The first spark of revolution was ignited by migration, and the 26 September 1962 Revolution triumphed with the support and backing of migrants—foremost among them the distinguished expatriates and community leaders who carried money in sacks (al-jawani) to deliver it to the first President, Abdullah al-Sallal, who welcomed them warmly, astonished, saying: “You come bringing money to support the Republic, while many of the sheikhs around Sana’a tighten the siege on us, draining us with demands for money and rifles.”

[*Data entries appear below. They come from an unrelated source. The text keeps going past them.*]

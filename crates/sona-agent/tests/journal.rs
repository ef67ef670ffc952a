//! Session journal: append-only, timestamped, failure-tolerant.

use sona_agent::journal::SessionJournal;

fn temp_journal_path() -> std::path::PathBuf {
    std::env::temp_dir().join(format!("sona_journal_test_{}.log", uuid::Uuid::new_v4()))
}

#[test]
fn entries_append_in_order_with_timestamps() {
    let path = temp_journal_path();
    let journal = SessionJournal::new(path.clone());

    journal.record("assessment started");
    journal.record("assessment completed: total 4 (minimal or no depression)");

    let contents = std::fs::read_to_string(&path).unwrap();
    let lines: Vec<&str> = contents.lines().collect();
    assert_eq!(lines.len(), 2);
    assert!(lines[0].starts_with('['));
    assert!(lines[0].ends_with("assessment started"));
    assert!(lines[1].contains("total 4"));

    let _ = std::fs::remove_file(&path);
}

#[test]
fn unwritable_path_does_not_panic() {
    let journal = SessionJournal::new("/nonexistent-dir/sona/sessions.log".into());
    journal.record("this entry is dropped");
}
pub mod result;
pub mod severity;
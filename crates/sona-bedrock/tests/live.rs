//! Live integration tests against the Bedrock Converse API.
//!
//! These tests call real AWS APIs and require valid credentials in the
//! environment (e.g. `AWS_ACCESS_KEY_ID` / `AWS_SECRET_ACCESS_KEY`), plus
//! optionally `SONA_MODEL_ID` to pick the model.
//!
//! Run with: `cargo test -p sona-bedrock --test live -- --ignored`

use sona_bedrock::chat::complete;
use sona_bedrock::intent::{detect_intent, Intent};

async fn build_config() -> aws_config::SdkConfig {
    aws_config::defaults(aws_config::BehaviorVersion::latest())
        .region(aws_config::Region::new("us-east-1"))
        .load()
        .await
}

fn model_id() -> String {
    std::env::var("SONA_MODEL_ID")
        .unwrap_or_else(|_| "us.anthropic.claude-3-5-haiku-20241022-v1:0".to_string())
}

#[tokio::test]
#[ignore]
async fn complete_returns_nonempty_text() {
    let config = build_config().await;
    let reply = complete(
        &config,
        &model_id(),
        "You reply with exactly one word.",
        "Reply with the word: ready",
    )
    .await
    .expect("complete should succeed");

    println!("reply: {reply}");
    assert!(!reply.trim().is_empty());
}

#[tokio::test]
#[ignore]
async fn screening_request_is_routed_to_start_screening() {
    let config = build_config().await;
    let intent = detect_intent(
        &config,
        &model_id(),
        "I'd like to do the depression questionnaire now",
    )
    .await;
    assert_eq!(intent, Intent::StartScreening);
}
use serde::{Deserialize, Serialize};

use crate::config::CredentialSource;

#[derive(Debug, Clone, Serialize, Deserialize)]
pub struct CallerIdentity {
    pub account_id: String,
    pub arn: String,
    pub user_id: String,
}

/// Build an `SdkConfig` from a region and credential source.
pub async fn build_aws_config(region: &str, creds: &CredentialSource) -> aws_config::SdkConfig {
    let mut builder = aws_config::defaults(aws_config::BehaviorVersion::latest())
        .region(aws_config::Region::new(region.to_string()));

    match creds {
        CredentialSource::Inline {
            access_key_id,
            secret_access_key,
            session_token,
        } => {
            builder = builder.credentials_provider(aws_sdk_sts::config::Credentials::new(
                access_key_id,
                secret_access_key,
                session_token.clone(),
                None,
                "sona-config",
            ));
        }
        CredentialSource::Profile { profile_name } => {
            builder = builder.profile_name(profile_name);
        }
        CredentialSource::DefaultChain => {}
    }

    builder.load().await
}

/// Call STS GetCallerIdentity to validate credentials.
pub async fn validate_credentials(config: &aws_config::SdkConfig) -> eyre::Result<CallerIdentity> {
    let sts = aws_sdk_sts::Client::new(config);
    let resp = sts
        .get_caller_identity()
        .send()
        .await
        .map_err(|e| eyre::eyre!("STS GetCallerIdentity failed: {e}"))?;

    Ok(CallerIdentity {
        account_id: resp.account().unwrap_or_default().to_string(),
        arn: resp.arn().unwrap_or_default().to_string(),
        user_id: resp.user_id().unwrap_or_default().to_string(),
    })
}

If the Imamate in the 20th century was a system that expelled its population, bred division and fragmentation, and stood as an impossible project at odds with the movement of history and the currents of modernity, then the return of this nightmare—embodied in the rebranded Houthi Imamate—represents a degrading impossibility. Today, the Houthis reproduce the very same Imamate project, but with even more ferocity and with the use of cutting-edge technologies of brutality. Therefore, it is imperative that the generations of youth who have been displaced and exiled take the lead in dismantling this project. What is available to them in today’s diasporas is far greater, more effective, and more powerful than what was available to their forefathers, who left their homeland with an unshakable determination for a triumphant return.

It is essential that the descendants in exile draw inspiration from the legacy of their ancestors and follow their example, uniting their scattered ranks and launching platforms of revolutionary action by harnessing immense modern technologies, to decisively affirm that there is no place for these anachronistic relics of the past—even if they are more brutal, precisely because they exploit the latest technologies of savagery.

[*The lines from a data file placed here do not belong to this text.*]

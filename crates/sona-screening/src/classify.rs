//! Hybrid answer classification.
//!
//! The safety override runs first and short-circuits; only then is the
//! language model consulted, constrained to the four canonical labels with
//! few-shot examples. An unparseable or errored reply fails safe to the
//! lowest level — unreadable model output must never stall an assessment,
//! and must never be taken as a sign of elevated risk (that signal belongs
//! to the safety override alone).

use tracing::{debug, warn};

use sona_core::models::severity::SeverityLevel;

use crate::safety;
use crate::LanguageModel;

/// Maps a free-form transcribed answer to one of the four severity levels.
///
/// Stateless apart from the shared danger lexicon; each call is independent,
/// with no caching and no retries.
pub struct AnswerClassifier<'a> {
    model: &'a dyn LanguageModel,
}

impl<'a> AnswerClassifier<'a> {
    pub fn new(model: &'a dyn LanguageModel) -> Self {
        Self { model }
    }

    /// Resolve an answer to a severity level. Always yields a level; every
    /// failure path falls back rather than erroring.
    pub async fn classify(&self, answer: &str) -> SeverityLevel {
        if let Some(level) = safety::evaluate(answer) {
            return level;
        }

        let prompt = classification_prompt(answer);
        let reply = match self.model.complete(&prompt).await {
            Ok(reply) => reply,
            Err(e) => {
                warn!(error = %e, "classifier call failed, falling back to lowest level");
                String::new()
            }
        };

        match SeverityLevel::from_label(&reply) {
            Some(level) => {
                debug!(reply = reply.trim(), score = level.score(), "answer classified");
                level
            }
            None => {
                warn!(reply = reply.trim(), "reply outside canonical labels, falling back");
                SeverityLevel::NotAtAll
            }
        }
    }
}

/// Build the constrained classification prompt for one answer.
///
/// Presents the four canonical labels with their scores and a handful of
/// few-shot examples, and asks for a single-label reply.
pub fn classification_prompt(answer: &str) -> String {
    format!(
        "A person answered a PHQ-9 screening question with: '{answer}'\n\
         \n\
         Decide which PHQ-9 response category fits this answer best:\n\
         \n\
         - not at all (0)\n\
         - several days (1)\n\
         - more than half the days (2)\n\
         - nearly every day (3)\n\
         \n\
         Reply with exactly one of these phrases and nothing else:\n\
         not at all, several days, more than half the days, nearly every day\n\
         \n\
         Examples:\n\
         - \"I couldn't sleep a couple of nights\" -> several days\n\
         - \"almost every single day, I'm exhausted\" -> nearly every day\n\
         - \"I'm okay, nothing like that\" -> not at all\n\
         - \"sometimes, now and then\" -> several days\n\
         - \"a lot, it's been heavy lately\" -> more than half the days\n\
         \n\
         Your reply:"
    )
}
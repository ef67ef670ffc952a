//! Speech synthesis via Amazon Polly.

use aws_sdk_polly::types::{Engine, OutputFormat, VoiceId};
use tracing::info;

use crate::error::VoiceError;
use crate::playback::{self, PlaybackBackend};

/// Synthesize text to MP3 bytes with the given Polly voice.
pub async fn synthesize(
    config: &aws_config::SdkConfig,
    voice_id: &str,
    text: &str,
) -> Result<Vec<u8>, VoiceError> {
    let client = aws_sdk_polly::Client::new(config);

    let response = client
        .synthesize_speech()
        .engine(Engine::Neural)
        .output_format(OutputFormat::Mp3)
        .voice_id(VoiceId::from(voice_id))
        .text(text)
        .send()
        .await
        .map_err(|e| VoiceError::Synthesis(e.into_service_error().to_string()))?;

    let bytes = response
        .audio_stream
        .collect()
        .await
        .map_err(|e| VoiceError::Synthesis(format!("failed to read audio stream: {e}")))?
        .into_bytes()
        .to_vec();

    info!(voice_id, text_len = text.len(), audio_len = bytes.len(), "speech synthesized");

    Ok(bytes)
}

/// Synthesize and play one utterance.
pub async fn speak(
    config: &aws_config::SdkConfig,
    voice_id: &str,
    backend: PlaybackBackend,
    text: &str,
) -> Result<(), VoiceError> {
    let audio = synthesize(config, voice_id, text).await?;
    playback::play_bytes(&audio, "mp3", backend).await
}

To say that today’s Yemen is “returning to the Middle Ages” would itself be an injustice to the Middle Ages; for in those centuries there were no missiles, drones, snipers, landmines, or incendiary bombs. Even the Inquisition did not burn more than two thousand people over a decade—let alone an entire nation. It did not displace millions, kill tens of thousands, demolish thousands of homes, or transform the majority of a population into hostages in the largest mass kidnapping operation in modern history.

Today, the Houthis are the greatest and most dangerous geopolitical catastrophe, a plague more destructive than any pandemic to both land and people. Their eradication will come only through a popular revolution led by youth—foremost the youth of the diaspora. It is vital to draw lessons from September’s setbacks, to avoid repeating the mistakes or falling into the pitfalls that beset the September Revolution and prevented it from securing the means and conditions for continuity and for realizing the project of a national state: a state of citizenship and law that cannot relapse.

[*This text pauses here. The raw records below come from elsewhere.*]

//! The assessment session state machine.
//!
//! Drives the fixed ordered sequence of nine questions, strictly one at a
//! time: ask, await an answer, re-ask on silence, classify, accumulate.
//! Speech-output failures are best-effort (logged, never fatal); speech-input
//! failures are degraded to the "no input" outcome. The result is finalized
//! exactly once, on completion of all nine questions.

use tracing::{info, warn};

use sona_core::models::result::AssessmentResult;
use sona_core::models::severity::SeverityLevel;
use sona_core::questions::{PHQ9_QUESTIONS, QUESTION_COUNT};

use crate::classify::AnswerClassifier;
use crate::error::ScreeningError;
use crate::{LanguageModel, SpeechInput, SpeechOutput};

/// Spoken before the first question.
pub const INTRO: &str =
    "We'll go through the nine PHQ-9 questions together. Please answer honestly.";

/// Spoken when no usable answer was heard, before the question is re-asked.
pub const REPROMPT: &str = "I didn't catch that. Could you answer again?";

#[derive(Debug, Clone, Copy, Default)]
pub struct SessionConfig {
    /// Maximum listen attempts per question. `None` re-asks indefinitely,
    /// preserving the instrument's behavior of never skipping a question.
    /// When set, exhausting the limit aborts the session rather than
    /// recording a made-up score.
    pub max_attempts: Option<u32>,
}

/// One administration of the PHQ-9 over speech.
///
/// Created per assessment, run to completion, and not reused. All external
/// effects go through the collaborator traits.
pub struct AssessmentSession<'a> {
    config: SessionConfig,
    speech_out: &'a dyn SpeechOutput,
    speech_in: &'a dyn SpeechInput,
    classifier: AnswerClassifier<'a>,
}

impl<'a> AssessmentSession<'a> {
    pub fn new(
        config: SessionConfig,
        speech_out: &'a dyn SpeechOutput,
        speech_in: &'a dyn SpeechInput,
        model: &'a dyn LanguageModel,
    ) -> Self {
        Self {
            config,
            speech_out,
            speech_in,
            classifier: AnswerClassifier::new(model),
        }
    }

    /// Administer all nine questions and return the finalized result.
    ///
    /// Consumes the session. The summary and recommendation are spoken
    /// before the result is returned; handing the result to conversation
    /// state is the caller's single write.
    pub async fn run(self) -> Result<AssessmentResult, ScreeningError> {
        self.speak_best_effort(INTRO).await;

        let mut responses = [SeverityLevel::NotAtAll; QUESTION_COUNT];
        for (index, question) in PHQ9_QUESTIONS.iter().enumerate() {
            responses[index] = self.administer_question(index, question).await?;
        }

        let result = AssessmentResult::from_responses(responses);
        info!(
            total = result.total,
            band = result.band.label(),
            "assessment completed"
        );

        self.speak_best_effort(&result.summary()).await;
        self.speak_best_effort(result.recommendation()).await;

        Ok(result)
    }

    /// Ask one question until a non-empty answer is classified.
    ///
    /// Silence or unintelligible input re-asks the same question with
    /// nothing recorded and nothing skipped.
    async fn administer_question(
        &self,
        index: usize,
        question: &str,
    ) -> Result<SeverityLevel, ScreeningError> {
        let mut attempts = 0u32;

        loop {
            self.speak_best_effort(question).await;

            let heard = match self.speech_in.listen().await {
                Ok(heard) => heard,
                Err(e) => {
                    warn!(
                        error = %e,
                        question = index + 1,
                        "speech input failed, treating as no input"
                    );
                    None
                }
            };

            let Some(answer) = heard.filter(|a| !a.trim().is_empty()) else {
                attempts += 1;
                if let Some(max) = self.config.max_attempts
                    && attempts >= max
                {
                    return Err(ScreeningError::NoResponse {
                        question: index + 1,
                    });
                }
                self.speak_best_effort(REPROMPT).await;
                continue;
            };

            let level = self.classifier.classify(&answer).await;
            info!(
                question = index + 1,
                score = level.score(),
                "answer recorded"
            );
            return Ok(level);
        }
    }

    async fn speak_best_effort(&self, text: &str) {
        if let Err(e) = self.speech_out.speak(text).await {
            warn!(error = %e, "speech output failed, continuing");
        }
    }
}
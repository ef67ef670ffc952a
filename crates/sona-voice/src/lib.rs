//! sona-voice
//!
//! Speech collaborators for the screening agent: microphone capture via
//! subprocess backends, speech synthesis via Amazon Polly with subprocess
//! playback, and transcription via Amazon Transcribe through S3.

pub mod capture;
pub mod error;
pub mod playback;
pub mod stt;
pub mod tts;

Yesterday, Imam Yahya could not comprehend the impossibility of an Imamate rooted in lineage in the 20th century. Today, his descendant Abdulmalik—clinging to the same cave—cannot comprehend that same impossibility in the horizon of the third millennium. Yet it is within the power of the youth in exile to confront this reality, to correct this grave mistake—indeed, this calamitous historical sin—now weighing upon Yemen, and to liberate the land and its people from the grip of this fascist militia, restoring the dignity of the September Revolution and realigning its course toward a state of citizenship and law.